Disrupt routine to break the cycle of anxiety
It's anxiety holding you back, not your personality, your genes, your lack of willpower
Rigidity is in the eyes of the beholder: Ask Jack about how he runs his everyday life, and he'll tell you likes his routines - they provide a familiar structure and rhythm to his day; ask his wife Annie, and she'll tell you Jack is more than a bit too rigid, too inflexible, and at times it can drive her nuts.
If you're reading this you may be wondering if you are a bit too dependent on your routines, would like to be a bit more spontaneous, more flexible. Or maybe you're a partner of someone who is like Jack, and like Annie can find it hard to live with at times.
The underlying driver for this type of behaviour is anxiety. Jack lives in a smaller comfort zone than Annie. While he's in it, he doesn't feel anxious, he has a sense of control, he appreciates the familiar. Where Annie would see a new experience as exciting Jack just feels anxious - out of his element, less in control, worried a bit about what might happen next.

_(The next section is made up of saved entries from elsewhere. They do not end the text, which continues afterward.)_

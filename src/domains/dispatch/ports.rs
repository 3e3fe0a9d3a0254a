use async_trait::async_trait;

use crate::common::TransportError;
use crate::domains::messages::{
    ActiveTasksMsg, BidNotice, BidProposal, DispatchAck, DispatchRequest,
    DockSummary, FleetStateMsg,
};
use crate::domains::tasks::TaskStatus;

/// Transport capability. Publication is fire-and-forget from the caller's
/// perspective; delivery and subscription wiring belong to the adapter.
#[async_trait]
pub trait MessageBus: Send + Sync {
    async fn publish_bid_notice(&self, notice: &BidNotice)
        -> Result<(), TransportError>;

    async fn publish_bid_proposal(&self, proposal: &BidProposal)
        -> Result<(), TransportError>;

    async fn publish_dispatch_request(&self, request: &DispatchRequest)
        -> Result<(), TransportError>;

    async fn publish_dispatch_ack(&self, ack: &DispatchAck)
        -> Result<(), TransportError>;

    async fn publish_task_summary(&self, summary: &TaskStatus)
        -> Result<(), TransportError>;

    async fn publish_active_tasks(&self, tasks: &ActiveTasksMsg)
        -> Result<(), TransportError>;

    async fn publish_dock_summary(&self, summary: &DockSummary)
        -> Result<(), TransportError>;

    async fn publish_fleet_state(&self, state: &FleetStateMsg)
        -> Result<(), TransportError>;
}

And so, it's easy to fall into a vicious cycle - Jack relies on his routines to feel calm, and the more he does, the less he is able to tolerate stepping outside of them, and so leans even more heavily on his routines to shape his everyday life.

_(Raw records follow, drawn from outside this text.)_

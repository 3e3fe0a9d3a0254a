use async_trait::async_trait;
use std::sync::Mutex;
use tokio::sync::mpsc;

use crate::common::TransportError;
use crate::domains::dispatch::ports::MessageBus;
use crate::domains::dispatch::DispatcherCommand;
use crate::domains::fleet::FleetCommand;
use crate::domains::messages::{
    ActiveTasksMsg, BidNotice, BidProposal, DispatchAck, DispatchRequest,
    DockSummary, FleetStateMsg,
};
use crate::domains::tasks::TaskStatus;

/// In-memory message bus for testing and development. Every publication is
/// recorded for inspection and routed to whichever workers have been
/// registered; absent subscribers are simply skipped, like an empty topic.
#[derive(Default)]
pub struct InMemoryBus {
    dispatcher: Mutex<Option<mpsc::UnboundedSender<DispatcherCommand>>>,
    fleets: Mutex<Vec<mpsc::UnboundedSender<FleetCommand>>>,
    record: Mutex<BusRecord>,
}

#[derive(Default)]
struct BusRecord {
    bid_notices: Vec<BidNotice>,
    bid_proposals: Vec<BidProposal>,
    dispatch_requests: Vec<DispatchRequest>,
    dispatch_acks: Vec<DispatchAck>,
    task_summaries: Vec<TaskStatus>,
    active_tasks: Vec<ActiveTasksMsg>,
    dock_summaries: Vec<DockSummary>,
    fleet_states: Vec<FleetStateMsg>,
}

impl InMemoryBus {
    pub fn new() -> Self {
        Self::default()
    }

    pub fn register_dispatcher(
        &self,
        sender: mpsc::UnboundedSender<DispatcherCommand>,
    ) {
        *self.dispatcher.lock().unwrap() = Some(sender);
    }

    pub fn register_fleet(&self, sender: mpsc::UnboundedSender<FleetCommand>) {
        self.fleets.lock().unwrap().push(sender);
    }

    pub fn bid_notices(&self) -> Vec<BidNotice> {
        self.record.lock().unwrap().bid_notices.clone()
    }

    pub fn bid_proposals(&self) -> Vec<BidProposal> {
        self.record.lock().unwrap().bid_proposals.clone()
    }

    pub fn dispatch_requests(&self) -> Vec<DispatchRequest> {
        self.record.lock().unwrap().dispatch_requests.clone()
    }

    pub fn dispatch_acks(&self) -> Vec<DispatchAck> {
        self.record.lock().unwrap().dispatch_acks.clone()
    }

    pub fn task_summaries(&self) -> Vec<TaskStatus> {
        self.record.lock().unwrap().task_summaries.clone()
    }

    pub fn active_task_broadcasts(&self) -> Vec<ActiveTasksMsg> {
        self.record.lock().unwrap().active_tasks.clone()
    }

    pub fn fleet_states(&self) -> Vec<FleetStateMsg> {
        self.record.lock().unwrap().fleet_states.clone()
    }

    fn send_to_dispatcher(&self, command: DispatcherCommand) {
        if let Some(sender) = self.dispatcher.lock().unwrap().as_ref() {
            let _ = sender.send(command);
        }
    }

    fn send_to_fleets(&self, make: impl Fn() -> FleetCommand) {
        for sender in self.fleets.lock().unwrap().iter() {
            let _ = sender.send(make());
        }
    }
}

#[async_trait]
impl MessageBus for InMemoryBus {
    async fn publish_bid_notice(
        &self,
        notice: &BidNotice,
    ) -> Result<(), TransportError> {
        self.record.lock().unwrap().bid_notices.push(notice.clone());
        self.send_to_fleets(|| FleetCommand::BidNotice(notice.clone()));
        Ok(())
    }

    async fn publish_bid_proposal(
        &self,
        proposal: &BidProposal,
    ) -> Result<(), TransportError> {
        self.record.lock().unwrap().bid_proposals.push(proposal.clone());
        self.send_to_dispatcher(DispatcherCommand::BidProposal(
            proposal.clone(),
        ));
        Ok(())
    }

    async fn publish_dispatch_request(
        &self,
        request: &DispatchRequest,
    ) -> Result<(), TransportError> {
        self.record.lock().unwrap().dispatch_requests.push(request.clone());
        self.send_to_fleets(|| FleetCommand::DispatchRequest(request.clone()));
        Ok(())
    }

    async fn publish_dispatch_ack(
        &self,
        ack: &DispatchAck,
    ) -> Result<(), TransportError> {
        self.record.lock().unwrap().dispatch_acks.push(ack.clone());
        self.send_to_dispatcher(DispatcherCommand::DispatchAck(ack.clone()));
        Ok(())
    }

    async fn publish_task_summary(
        &self,
        summary: &TaskStatus,
    ) -> Result<(), TransportError> {
        self.record.lock().unwrap().task_summaries.push(summary.clone());
        self.send_to_dispatcher(DispatcherCommand::TaskSummary(
            summary.clone(),
        ));
        Ok(())
    }

    async fn publish_active_tasks(
        &self,
        tasks: &ActiveTasksMsg,
    ) -> Result<(), TransportError> {
        self.record.lock().unwrap().active_tasks.push(tasks.clone());
        Ok(())
    }

    async fn publish_dock_summary(
        &self,
        summary: &DockSummary,
    ) -> Result<(), TransportError> {
        self.record.lock().unwrap().dock_summaries.push(summary.clone());
        self.send_to_fleets(|| FleetCommand::DockSummary(summary.clone()));
        Ok(())
    }

    async fn publish_fleet_state(
        &self,
        state: &FleetStateMsg,
    ) -> Result<(), TransportError> {
        self.record.lock().unwrap().fleet_states.push(state.clone());
        Ok(())
    }
}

Here's how Jack (or you) can learn to loosen up:
Realise that anxiety is the enemy: It's anxiety holding you back, not your personality, your genes, your lack of willpower. You're not trying to eliminate anxiety (the routines already are doing that) but expand your comfort zone and learn to tolerate anxiety better.

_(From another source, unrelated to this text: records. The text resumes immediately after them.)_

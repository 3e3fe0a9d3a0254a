//! Wire messages exchanged between the dispatcher and fleet adapters.

use chrono::{DateTime, Utc};
use serde::{Deserialize, Serialize};
use std::time::Duration;

use crate::domains::fleet::nav::Pose;
use crate::domains::tasks::{TaskProfile, TaskStatus};

/// Broadcast by the dispatcher to open an auction for a task.
#[derive(Debug, Clone, PartialEq, Serialize, Deserialize)]
pub struct BidNotice {
    pub task_profile: TaskProfile,
    /// How long proposals are accepted after the broadcast.
    pub time_window: Duration,
}

/// A fleet's offer to take on a task.
#[derive(Debug, Clone, PartialEq, Serialize, Deserialize)]
pub struct BidProposal {
    pub fleet_name: String,
    pub robot_name: String,
    pub task_profile: TaskProfile,
    /// Cost of the fleet's current assignment set.
    pub prev_cost: f64,
    /// Cost of the assignment set that accommodates the new task.
    pub new_cost: f64,
    pub finish_time: DateTime<Utc>,
}

impl BidProposal {
    pub fn task_id(&self) -> &str {
        &self.task_profile.task_id
    }
}

#[derive(Debug, Clone, Copy, PartialEq, Eq, Serialize, Deserialize)]
#[serde(tag = "code")]
pub enum DispatchMethod {
    Add,
    Cancel,
    /// Wire decodes of method codes this build does not understand.
    #[serde(other)]
    Unknown,
}

/// Sent by the dispatcher to the winning (or cancelling) fleet.
#[derive(Debug, Clone, PartialEq, Serialize, Deserialize)]
pub struct DispatchRequest {
    pub fleet_name: String,
    pub task_profile: TaskProfile,
    pub method: DispatchMethod,
}

impl DispatchRequest {
    pub fn task_id(&self) -> &str {
        &self.task_profile.task_id
    }
}

/// Fleet response to a DispatchRequest.
#[derive(Debug, Clone, PartialEq, Serialize, Deserialize)]
pub struct DispatchAck {
    pub dispatch_request: DispatchRequest,
    pub success: bool,
}

/// Docking parameters for one cleaning zone, keyed by its start waypoint.
#[derive(Debug, Clone, PartialEq, Serialize, Deserialize)]
pub struct DockParam {
    pub start: String,
    pub finish: String,
    pub path: Vec<Pose>,
}

#[derive(Debug, Clone, PartialEq, Serialize, Deserialize)]
pub struct Dock {
    pub fleet_name: String,
    pub params: Vec<DockParam>,
}

/// Broadcast of docking parameters; each fleet keeps only its own entry.
#[derive(Debug, Clone, Default, PartialEq, Serialize, Deserialize)]
pub struct DockSummary {
    pub docks: Vec<Dock>,
}

/// Per-robot snapshot inside a fleet-state broadcast.
#[derive(Debug, Clone, PartialEq, Serialize, Deserialize)]
pub struct RobotStateMsg {
    pub name: String,
    pub task_id: String,
    /// Battery level as a percentage in [0, 100].
    pub battery_percent: f64,
    pub location: Option<Pose>,
}

#[derive(Debug, Clone, PartialEq, Serialize, Deserialize)]
pub struct FleetStateMsg {
    pub name: String,
    pub robots: Vec<RobotStateMsg>,
}

/// Periodic broadcast of every non-terminal task the dispatcher tracks.
#[derive(Debug, Clone, Default, PartialEq, Serialize, Deserialize)]
pub struct ActiveTasksMsg {
    pub tasks: Vec<TaskStatus>,
}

Experiment with change: The key here is taking baby steps. Jack can keep the structure of his Saturday but experiment with changing the order of what he does, or leaving something out. He and Annie can plan to do something different on a Saturday night to break up their takeout-and-Netflix routine.
Expect to feel a bit uncomfortable: Nuff said.
Practice listening to your emotions: Jack is essentially running his life on autopilot, his ingrained habits and there is little spontaneity not only because he struggles with anxiety, but he is out of touch with his emotions. Here he wants to practice paying attention to his feelings. He may realise, for example, he doesn't really want to mow the grass on Saturday or wash his car and can experiment not doing so. If he does he needs to expect to feel a bit anxious, a bit guilty.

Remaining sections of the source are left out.